Warisan terbesar Imam Malik adalah lahirnya Mazhab Malikiyah, yang menjadi salah satu dari empat mazhab besar dalam Islam (bersama Hanafi, Syafi’i, dan Hanbali). Mazhab ini banyak berkembang di Afrika Utara, Andalusia (Spanyol Muslim), Mesir, Sudan, hingga sebagian wilayah Timur Tengah.
Ciri khas Mazhab Malikiyah terletak pada keseimbangan antara nash (teks) dan praktik sosial. Mazhab ini tidak kaku pada teks semata, tetapi juga memperhatikan maslahat (kemaslahatan umum), istihsan (penilaian terbaik berdasarkan hikmah), dan ‘urf (kebiasaan masyarakat yang tidak bertentangan dengan syariat).

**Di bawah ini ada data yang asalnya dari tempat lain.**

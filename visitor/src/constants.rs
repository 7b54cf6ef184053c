// Copyright Amazon.com, Inc. or its affiliates. All Rights Reserved.
// SPDX-License-Identifier: MIT-0

pub const DEFAULT_TABLE_NAME: &str = "Visitor_Count";

/// Overrides [`DEFAULT_TABLE_NAME`] when set.
pub const TABLE_NAME_ENV: &str = "VISITOR_TABLE_NAME";

pub const RECORD_ID_KEY: &str = "record_id";
pub const RECORD_ID: &str = "0";
pub const RECORD_COUNT_FIELD: &str = "record_count";
// Copyright Amazon.com, Inc. or its affiliates. All Rights Reserved.
// SPDX-License-Identifier: MIT-0

//! # vSRX Synth
//!
//! Synthesizes the CloudFormation templates for a Juniper vSRX firewall
//! deployment: Parameter Store values, the VPC it lives in, and the instance.
//!
//! ## Architecture
//!
//! ```text
//! options -> stacks (parameters, vpc, appliance) -> assembly -> cdk.out/
//!                 |
//!                 +-> context file <- lookups (SSM, EC2 DescribeImages)
//! ```
//!
//! Stacks are built synchronously from constant tables and looked-up values.
//! Nothing here provisions resources; the written templates and manifest are
//! handed to CloudFormation by whatever deploys them, in the manifest's
//! deploy order.
//!
//! ## Modules
//!
//! - [`application`]: synthesis passes and lookup resolution
//! - [`assembly`]: cross-stack exports, deploy order, manifest and output files
//! - [`configuration`]: CLI argument parsing with clap
//! - [`constants`]: parameter names, the subnet CIDR table and other fixed values
//! - [`context`]: cached synthesis-time lookup values
//! - [`errors`]: the synthesis error type
//! - [`lookups`]: AWS-backed resolution of missing context
//! - [`models`]: subnet tiers, parameter values, allow-list parsing
//! - [`resources`]: typed CloudFormation resource properties
//! - [`stack`]: a template under construction
//! - [`stacks`]: the three stack definitions
//! - [`template`]: CloudFormation template model
//!
//! ## Usage
//!
//! ```bash
//! vsrx-synth --region us-east-1 --account 123456789012 --approved-ip 198.51.100.10/32
//! ```

pub mod application;
pub mod assembly;
pub mod configuration;
pub mod constants;
pub mod context;
pub mod errors;
pub mod lookups;
pub mod models;
pub mod resources;
pub mod stack;
pub mod stacks;
pub mod template;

Karena itu, mazhab ini dikenal fleksibel dan kontekstual, mampu diterapkan di berbagai wilayah dan zaman tanpa kehilangan prinsip syariat.
Selain kecerdasan ilmiahnya, Imam Malik juga mewariskan adab dan integritas ulama sejati. Ia mengajarkan bahwa ilmu tidak boleh dijadikan alat politik, dan fatwa tidak boleh keluar tanpa kehati-hatian. Ia pernah berkata,
“Siapa yang ingin menjawab pertanyaan agama, hendaklah ia membayangkan dirinya berdiri di antara surga dan neraka, lalu memilih jawaban yang menyelamatkannya.”
Ucapan itu menggambarkan betapa berharganya tanggung jawab seorang ulama di hadapan Allah. Dan karena ketulusan itulah, ilmunya diberkahi hingga hari ini.
Warisan Imam Malik bukan sekadar mazhab fikih, tapi juga mazhab keikhlasan dan kehormatan. Ia menunjukkan bahwa agama tidak hanya dijaga melalui kata-kata, tapi juga melalui sikap dan prinsip. Mazhabnya hidup bukan karena kekuasaan, tapi karena kejujuran ilmunya.
Lebih dari seribu dua ratus tahun setelah wafatnya, Al-Muwaththa’ masih diajarkan di berbagai madrasah dan universitas Islam di seluruh dunia. Di setiap lembar kitab itu, terpatri semangat Imam Malik — ulama Madinah yang menjaga sunnah dengan ilmu, membela kebenaran dengan keberanian, dan meninggalkan warisan yang abadi bagi umat Islam.